It is Not Your History

“Why should we learn U.S. history when we are from Central America? That makes no sense,” said one of my high school peers during a history class.

Although it was a trivial remark made more than two years ago, I still vividly remember questioning the same thing myself. Why should I care which American president bought which land? Why should I learn about Jefferson and Hamilton’s feud? I am from Central America, so why should I care? Turns out, we all should care, and not only about U.S. history particularly.

Coming to the U.S. to attend college was a distant dream in the back of my head. When I was accepted into John Brown University and moved to Siloam Springs, flashbacks of my history class came flowing like a river. All those years of “unnecessary” knowledge began to pay off, and I was able to relate more to a new environment despite my lack of previous experience. If you ask me if there is anything I have learned that has not helped me, I would routinely deny it.

JBU, even as a small college campus, is immersed in many cultures from all parts of the world. It is a blessing to be part of the many beautiful differences concentrated in one space. However, if our mentality is that others’ history and heritage are not important to our daily living, we are wasting the potential we have to empathize and connect with others. There is much more beyond your town, your city and your country.

It is no wonder why countries around the world learn about the United States as a requirement. It is, after all, the world’s most powerful country as of 2020, according to Business Insider. But there is a problem when we only consider one side of the story. Because we have chosen to care only for own history and for own culture, we fail to see the importance of other cultures and why they mean so much to our combined experience.

Amidst all the political and social discussions happening around me, I have learned that I can relate to my peers’ concerns and opinions because their future matters to me. At the same time, I make sure, as a Hispanic woman, to inform others about our history and heritage because we matter too. It is easy to criticize people’s actions when you don’t know their stories, but ignorance just leads to discrimination, and discrimination leads to hate.

However, sometimes I stumble upon the idea that by embracing everyone’s history or culture, it might feel like we are erasing someone’s struggle or experiences. I believe that there is a certain point where we stop relating to a particular story, but that should not stop us from listening and carrying someone’s burden. Because we are human beings above all, we can relate to others, and that happens when we are willing to listen first.

Embracing our collective experiences as a condensed story does not only help us relate to our peers better, but it also helps us bring those stories back to our individual identities. For instance, seeing for myself the U.S.’s dark history of racism and discrimination throughout the years allowed me to ponder about a very similar but unacknowledged issue in my country: for centuries we have neglected indigenous people’s rights and needs, and the situation keeps getting worse as their tribes, dialects and customs are becoming extinct. Because no one back home has dared to speak up in favor of them, I would have never realized that the same struggles I could have only imagined happened in the U.S. were happening a few miles from where I live.
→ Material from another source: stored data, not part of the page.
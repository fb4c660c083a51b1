pub(crate) mod common;

mod routing;
mod schema;
mod scoring;
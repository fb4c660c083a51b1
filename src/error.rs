use crate::config::ConfigError;
use crate::segmentation::{DatasetError, InitializationError, ValidationError};
use crate::telemetry::TelemetryError;
use axum::extract::rejection::JsonRejection;
use axum::http::StatusCode;
use axum::response::{IntoResponse, Response};
use axum::Json;
use serde_json::json;
use std::fmt;

#[derive(Debug)]
pub enum AppError {
    Config(ConfigError),
    Telemetry(TelemetryError),
    Io(std::io::Error),
    Dataset(DatasetError),
    Initialization(InitializationError),
    Validation(ValidationError),
    Json(serde_json::Error),
    Payload(JsonRejection),
}

impl fmt::Display for AppError {
    fn fmt(&self, f: &mut fmt::Formatter<'_>) -> fmt::Result {
        match self {
            AppError::Config(err) => write!(f, "configuration error: {}", err),
            AppError::Telemetry(err) => write!(f, "telemetry error: {}", err),
            AppError::Io(err) => write!(f, "io error: {}", err),
            AppError::Dataset(err) => write!(f, "dataset error: {}", err),
            AppError::Initialization(err) => write!(f, "initialization error: {}", err),
            AppError::Validation(err) => write!(f, "invalid applicant record: {}", err),
            AppError::Json(err) => write!(f, "invalid JSON: {}", err),
            AppError::Payload(err) => write!(f, "invalid request body: {}", err.body_text()),
        }
    }
}

impl std::error::Error for AppError {
    fn source(&self) -> Option<&(dyn std::error::Error + 'static)> {
        match self {
            AppError::Config(err) => Some(err),
            AppError::Telemetry(err) => Some(err),
            AppError::Io(err) => Some(err),
            AppError::Dataset(err) => Some(err),
            AppError::Initialization(err) => Some(err),
            AppError::Validation(err) => Some(err),
            AppError::Json(err) => Some(err),
            AppError::Payload(err) => Some(err),
        }
    }
}

impl IntoResponse for AppError {
    fn into_response(self) -> Response {
        let status = match self {
            AppError::Validation(_) | AppError::Json(_) | AppError::Payload(_) => {
                StatusCode::BAD_REQUEST
            }
            AppError::Config(_)
            | AppError::Telemetry(_)
            | AppError::Io(_)
            | AppError::Dataset(_)
            | AppError::Initialization(_) => StatusCode::INTERNAL_SERVER_ERROR,
        };

        let body = match &self {
            AppError::Validation(err) => json!({ "error": self.to_string(), "field": err.field() }),
            _ => json!({ "error": self.to_string() }),
        };
        (status, Json(body)).into_response()
    }
}

impl From<ConfigError> for AppError {
    fn from(value: ConfigError) -> Self {
        Self::Config(value)
    }
}

impl From<TelemetryError> for AppError {
    fn from(value: TelemetryError) -> Self {
        Self::Telemetry(value)
    }
}

impl From<std::io::Error> for AppError {
    fn from(value: std::io::Error) -> Self {
        Self::Io(value)
    }
}

impl From<DatasetError> for AppError {
    fn from(value: DatasetError) -> Self {
        Self::Dataset(value)
    }
}

impl From<InitializationError> for AppError {
    fn from(value: InitializationError) -> Self {
        Self::Initialization(value)
    }
}

impl From<ValidationError> for AppError {
    fn from(value: ValidationError) -> Self {
        Self::Validation(value)
    }
}

impl From<JsonRejection> for AppError {
    fn from(value: JsonRejection) -> Self {
        Self::Payload(value)
    }
}

impl From<serde_json::Error> for AppError {
    fn from(value: serde_json::Error) -> Self {
        Self::Json(value)
    }
}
Maybe the person who sits next to you in class shares the same struggles as you. Maybe the person you see every day at the cafeteria can relate to your experiences more than you think. Maybe the person you don’t dare to talk to because they look different from you can empathize with your past more than some of your friends. In the end, your history is not only yours but ours. By embracing everyone’s past, we are not replacing one side of the story with another. We are completing the beautiful thread of history that God has set for us.